Kirk, Duckworth raising big money from special interests
A New York billionaire whose hedge fund made an estimated $2 billion profit at the conclusion of a more than decadelong dispute with Argentina donated $250,000 to support Sen. Mark Kirk's re-election after Kirk's intervention on the businessman's behalf.
Kirk's opponent, U.S. Rep. Tammy Duckworth, received more than $125,000 from employees of a downstate law firm she helped by voting to protect its lucrative asbestos-injury business.
In both cases, the donations show how the candidates for the U.S. Senate in Illinois use their official positions to boost campaign donors' narrow agendas, according to public records and interviews.
The Kirk-Duckworth race also illustrates the growing influence of wealthy donors and corporations that take advantage of recent court rulings such as Citizens United to infuse political campaigns with unlimited money. A Better Government Association investigation analyzed candidate donor lists, super PAC records, and "dark money" organization expenditures to reveal a pattern of financial and ideological interest funding for both candidates. As of June 30, Kirk raised a total of $11.3 million and Duckworth $10.1 million, making theirs one of the most expensive Senate races this year. That total only accounts for funds raised by candidates themselves and does not include the millions raised and spent by outside groups.
"A lot of outside money is being spent on Senate races for control of the Senate -- Illinois is one of those states" drawing special interest money, said Sheila Krumholz, executive director of Washington-based Center for Responsive Politics.

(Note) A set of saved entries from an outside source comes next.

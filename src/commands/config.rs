//! `config` subcommand for inspecting and changing vault settings.
//!
//! Settings live in a JSON file at the vault root; `config show` prints the
//! effective values (defaults filled in) and `config set` validates and
//! persists a single key.

use std::path::PathBuf;
use std::process;

use anyhow::{Context, Result, anyhow};
use clap::Subcommand;

use crate::cli::Cli;
use crate::color::ColorScheme;
use crate::config::{self, CONFIG_FILE, LinkPathType, SaveLocation};
use crate::validate;

/// Configuration subcommands
#[derive(Debug, Subcommand)]
pub enum ConfigCommand {
  /// Print the effective configuration for the vault
  Show,

  /// Set a configuration key and persist it
  Set {
    /// Configuration key (as it appears in `config show`)
    key: String,

    /// New value
    value: String,
  },
}

/// Execute the `config` subcommand.
pub(crate) fn handle_config_command(subcommand: &ConfigCommand, cli: &Cli, colors: &ColorScheme) {
  let result = match subcommand {
    ConfigCommand::Show => run_show(cli, colors),
    ConfigCommand::Set { key, value } => run_set(key, value, cli, colors),
  };

  if let Err(error) = result {
    eprintln!("{} {}", colors.error("✗"), colors.error("Configuration error"));
    eprintln!("  {}: {error:#}", colors.emphasis("Error"));
    process::exit(1);
  }
}

/// The vault root for config operations: `--vault` if given, otherwise the
/// current directory.
fn config_root(cli: &Cli) -> Result<PathBuf> {
  let dir = cli.vault.vault.as_deref().unwrap_or(".");
  let root = std::path::absolute(dir).with_context(|| format!("Could not resolve vault root {dir}"))?;
  if !root.is_dir() {
    return Err(anyhow!("vault root {} is not a directory", root.display()));
  }
  Ok(root)
}

fn run_show(cli: &Cli, colors: &ColorScheme) -> Result<()> {
  let root = config_root(cli)?;
  let settings = config::load(&root);

  println!(
    "{} {}",
    colors.emphasis("Configuration for"),
    colors.path(root.join(CONFIG_FILE).display())
  );
  println!(
    "  {}: {}",
    colors.emphasis("saveLocation"),
    colors.code(save_location_name(settings.save_location))
  );
  println!(
    "  {}: {}",
    colors.emphasis("noteFolderName"),
    colors.code(&settings.note_folder_name)
  );
  println!(
    "  {}: {}",
    colors.emphasis("vaultFolderName"),
    colors.code(&settings.vault_folder_name)
  );
  println!(
    "  {}: {}",
    colors.emphasis("namingFormat"),
    colors.code(&settings.naming_format)
  );
  println!(
    "  {}: {}",
    colors.emphasis("linkPathType"),
    colors.code(link_path_type_name(settings.link_path_type))
  );
  println!(
    "  {}: {}",
    colors.emphasis("attachmentFolderPath"),
    match &settings.attachment_folder_path {
      Some(path) => colors.code(path),
      None => colors.dimmed("(unset)"),
    }
  );
  println!(
    "  {}: {}",
    colors.emphasis("throttleMs"),
    colors.number(settings.throttle_ms)
  );

  Ok(())
}

fn run_set(key: &str, value: &str, cli: &Cli, colors: &ColorScheme) -> Result<()> {
  let root = config_root(cli)?;
  let mut settings = config::load(&root);

  match key {
    "saveLocation" => {
      settings.save_location = parse_save_location(value)?;
    }
    "noteFolderName" => {
      validate::validate_folder_name(value).map_err(|reason| anyhow!("invalid folder name: {reason}"))?;
      settings.note_folder_name = value.to_string();
    }
    "vaultFolderName" => {
      validate::validate_folder_name(value).map_err(|reason| anyhow!("invalid folder name: {reason}"))?;
      settings.vault_folder_name = value.to_string();
    }
    "namingFormat" => {
      validate::validate_naming_format(value).map_err(|reason| anyhow!("invalid naming format: {reason}"))?;
      settings.naming_format = value.to_string();
    }
    "linkPathType" => {
      settings.link_path_type = parse_link_path_type(value)?;
    }
    "attachmentFolderPath" => {
      if value.is_empty() || value == "none" {
        settings.attachment_folder_path = None;
      } else if value == "/" {
        settings.attachment_folder_path = Some(value.to_string());
      } else {
        let cleaned = validate::sanitize_path(value);
        validate::validate_folder_name(&cleaned).map_err(|reason| anyhow!("invalid folder name: {reason}"))?;
        settings.attachment_folder_path = Some(cleaned);
      }
    }
    "throttleMs" => {
      settings.throttle_ms = value
        .parse::<u64>()
        .map_err(|_| anyhow!("throttleMs must be a non-negative integer, got {value:?}"))?;
    }
    _ => {
      return Err(anyhow!(
        "unknown key {key:?}; valid keys are saveLocation, noteFolderName, vaultFolderName, \
         namingFormat, linkPathType, attachmentFolderPath, throttleMs"
      ));
    }
  }

  config::save(&root, &settings)?;
  println!(
    "{} {} {} {}",
    colors.success("✓"),
    colors.emphasis(key),
    colors.dimmed("set to"),
    colors.code(value)
  );

  Ok(())
}

fn parse_save_location(value: &str) -> Result<SaveLocation> {
  match value {
    "noteFolder" => Ok(SaveLocation::NoteFolder),
    "vaultFolder" => Ok(SaveLocation::VaultFolder),
    "attachmentFolder" => Ok(SaveLocation::AttachmentFolder),
    _ => Err(anyhow!(
      "saveLocation must be one of noteFolder, vaultFolder, attachmentFolder; got {value:?}"
    )),
  }
}

fn parse_link_path_type(value: &str) -> Result<LinkPathType> {
  match value {
    "absolute" => Ok(LinkPathType::Absolute),
    "relative" => Ok(LinkPathType::Relative),
    _ => Err(anyhow!("linkPathType must be absolute or relative; got {value:?}")),
  }
}

fn save_location_name(location: SaveLocation) -> &'static str {
  match location {
    SaveLocation::NoteFolder => "noteFolder",
    SaveLocation::VaultFolder => "vaultFolder",
    SaveLocation::AttachmentFolder => "attachmentFolder",
  }
}

fn link_path_type_name(style: LinkPathType) -> &'static str {
  match style {
    LinkPathType::Absolute => "absolute",
    LinkPathType::Relative => "relative",
  }
}

#[cfg(test)]
mod tests {
  use super::*;

  #[test]
  fn test_parse_save_location() {
    assert_eq!(parse_save_location("noteFolder").unwrap(), SaveLocation::NoteFolder);
    assert_eq!(
      parse_save_location("attachmentFolder").unwrap(),
      SaveLocation::AttachmentFolder
    );
    assert!(parse_save_location("note-folder").is_err());
  }

  #[test]
  fn test_parse_link_path_type() {
    assert_eq!(parse_link_path_type("relative").unwrap(), LinkPathType::Relative);
    assert!(parse_link_path_type("Relative").is_err());
  }

  #[test]
  fn test_names_roundtrip_with_parsers() {
    for location in [
      SaveLocation::NoteFolder,
      SaveLocation::VaultFolder,
      SaveLocation::AttachmentFolder,
    ] {
      assert_eq!(parse_save_location(save_location_name(location)).unwrap(), location);
    }
  }
}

The related court rulings, she said, allow groups "to raise unlimited donations from unlimited sources."
Duckworth and Kirk declined requests for interviews.

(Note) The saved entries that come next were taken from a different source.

use std::io;

use clap::{CommandFactory, ValueEnum};
use clap_complete::{Shell as CompletionShell, generate};

use crate::cli::Cli;

/// Shells we can generate completion scripts for
#[derive(Debug, Clone, Copy, ValueEnum)]
pub enum Shell {
  Bash,
  Zsh,
  Fish,
  Powershell,
  Elvish,
}

/// Handle completions command
pub(crate) fn handle_completions_command(shell: Shell) {
  let mut cmd = Cli::command();
  let bin_name = cmd.get_name().to_string();

  let clap_shell = match shell {
    Shell::Bash => CompletionShell::Bash,
    Shell::Zsh => CompletionShell::Zsh,
    Shell::Fish => CompletionShell::Fish,
    Shell::Powershell => CompletionShell::PowerShell,
    Shell::Elvish => CompletionShell::Elvish,
  };

  generate(clap_shell, &mut cmd, bin_name, &mut io::stdout());
}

Kirk's campaign also declined to answer specific questions about donations but said the Republican senator from Highland Park votes his conscience.
"Our campaign fully complies with the law ... we believe the voters of Illinois deserve a level playing field. Despite the overwhelming money of big labor and an array of special interests attempting to defeat Sen. Kirk, we are confident he will once again defy expectations and win in November," campaign spokeswoman Eleni Demertzis said.
Duckworth's campaign said the Democratic congresswoman from Hoffman Estates is concerned about the influence of large donations in elections.
"It's clear that money plays too large a role in our politics," said campaign spokesman Matt McGrath. "Citizens United gives out-of-state billionaires and corporations an unfair advantage over Illinoisans when it comes to electing our leaders."
The partners and employees of an Alton law firm make up one of the largest financial backers for Duckworth's Senate race, donating more than $125,000.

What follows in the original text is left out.